Her exterior going without saying, she was perfect inside as well. Could it be Iori ensnared her and deleted all the inconvenient memories—for an evil organization, it was an amply possible occurrence.
“Oh no. I have Alzheimers, apparently.”
Now then, Suzuran was terribly troubled over whether to press on or retort. Owing to her usual gentle smile, it was difficult to determine whether she was teasing or serious.
“Umm… Meeko, how old are you?”
She tilted her head, still smiling.
“But it seems I’ve lived for quite a long time. That I’m from that sort of place… Taki told me.”
Meeko laughed as if it were someone else’s business.
It had completely slipped Suzuran’s mind. Right, this person floated. She wasn’t human.
No, wait a second. A word that made the rest seem trivial came out. Right…
Iori Takase. Takase—Takase.
Ah, suddenly realizing what she’d said, Meeko took a secretive look around.
“I’ve known Taki since he was this small. When I don’t concentrate, I always end up calling him that… and he gets really angry.”

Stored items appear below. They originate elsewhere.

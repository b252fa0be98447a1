use std::path::{Path, PathBuf};

use serde::{Deserialize, Serialize};

use crate::manifest::PackageManifest;

/// One installed package, as listed by the package manager.
#[derive(Debug, Clone, Serialize, Deserialize)]
pub struct PackageRecord {
    pub name: String,
    pub version: Option<String>,
    pub install_path: PathBuf,
    /// License taken from `license` / `licenses` in `package.json`.
    /// File sniffing happens later, at audit time.
    pub declared_license: Option<String>,
    pub source: LicenseSource,
}

impl PackageRecord {
    pub fn from_manifest(manifest: PackageManifest, install_path: &Path) -> Self {
        let (declared_license, source) = match manifest.declared_license() {
            Some((license, source)) => (Some(license), source),
            None => (None, LicenseSource::Unknown),
        };

        Self {
            name: manifest.name.unwrap_or_else(|| "<unnamed>".to_string()),
            version: manifest.version,
            install_path: install_path.to_path_buf(),
            declared_license,
            source,
        }
    }
}

/// Which half of the dependency tree to list.
#[derive(Debug, Clone, Copy, PartialEq, Eq, Serialize, Deserialize)]
pub enum DependencyMode {
    Production,
    Development,
    Both,
}

impl DependencyMode {
    /// Resolve the mode from the `--prod` / `--dev` flags.
    /// Neither or both selects the whole tree.
    pub fn from_flags(prod: bool, dev: bool) -> Self {
        match (prod, dev) {
            (true, false) => DependencyMode::Production,
            (false, true) => DependencyMode::Development,
            _ => DependencyMode::Both,
        }
    }
}

impl std::fmt::Display for DependencyMode {
    fn fmt(&self, f: &mut std::fmt::Formatter<'_>) -> std::fmt::Result {
        match self {
            DependencyMode::Production => write!(f, "production"),
            DependencyMode::Development => write!(f, "development"),
            DependencyMode::Both => write!(f, "all"),
        }
    }
}

/// Where an effective license came from.
#[derive(Debug, Clone, Copy, PartialEq, Eq, Serialize, Deserialize)]
#[serde(rename_all = "kebab-case")]
pub enum LicenseSource {
    Manifest,
    LegacyArray,
    LicenseFile,
    Unknown,
}

impl std::fmt::Display for LicenseSource {
    fn fmt(&self, f: &mut std::fmt::Formatter<'_>) -> std::fmt::Result {
        match self {
            LicenseSource::Manifest => write!(f, "manifest"),
            LicenseSource::LegacyArray => write!(f, "licenses array"),
            LicenseSource::LicenseFile => write!(f, "license file"),
            LicenseSource::Unknown => write!(f, "unknown"),
        }
    }
}

/// A package whose license is not satisfied by any allowed license.
#[derive(Debug, Clone, PartialEq, Eq, Serialize, Deserialize)]
pub struct ViolationRecord {
    pub package_name: String,
    pub detected_license: Option<String>,
    pub install_path: PathBuf,
}

/// Per-package result kept for verbose and JSON reports.
#[derive(Debug, Clone, Serialize, Deserialize)]
pub struct AuditedPackage {
    pub name: String,
    pub version: Option<String>,
    pub license: Option<String>,
    pub source: LicenseSource,
    pub compliant: bool,
}

#[derive(Debug, Clone, Default, Serialize, Deserialize)]
pub struct AuditReport {
    pub packages: Vec<AuditedPackage>,
    pub violations: Vec<ViolationRecord>,
}

impl AuditReport {
    pub fn packages_checked(&self) -> usize {
        self.packages.len()
    }

    pub fn is_compliant(&self) -> bool {
        self.violations.is_empty()
    }

    /// `0` when compliant, `1` when at least one violation was recorded.
    pub fn exit_code(&self) -> i32 {
        if self.is_compliant() {
            0
        } else {
            1
        }
    }
}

So it’s a secret, Meeko mischievously stuck up her index finger.
Of course. Of course he would.
If that one-man demon parade was named Taki, his terror would go poof.
Suzuran clenched her fist, a snicker in her head. Her hand had clasped weakness. Nay, she still might be able to draw something greater out of Meeko…!
“Once upon a time, see. Taki was a really nice kid. But one day he suddenly disappeared…”
When Meeko cut her words, with lonesome eyes, she gazed a bit into the distant sky. Strangely… no, perhaps something was there. She was looking in the direction of Tokyo.
“And when he got back, Taki had changed. I don’t know what happened…”
Looking beyond her drooping shoulders, Suzuran froze up.
Iori coming from the house with a terrifying scowl, without making any sound, he ran at an amazing pace.
“Right… I’m sure he went through something terrible. That’s what I think. From time to time, he makes noises when he sleeps…”
“M-Meeko… Ms. Meek…”
“But even now, Taki’s got to be the same, kind…”
Leaping up in the air, Iori performed a back spin kick.
A direct blow to the side of the head.
Her smile still on her face, Meeko was sent flying head-first straight into a nose dive. She kicked up dirt as she glided along the ground. Somehow or another raising her torso, Meeko was a kitten being glared down by a savage dog. Her eyes looking up at Iori shed pearl-like tears.
“Taki, you meanie… why did you do that for?”
“I told you never to call me that again!! It kills my dignity!! You good-for-nothing!! Even Suzuran’s got more use in her than you!!”
Baring his canines, Iori shouted out as if he was going to bite. Unable to bear it any longer, Suzuran stood out in front of Meeko.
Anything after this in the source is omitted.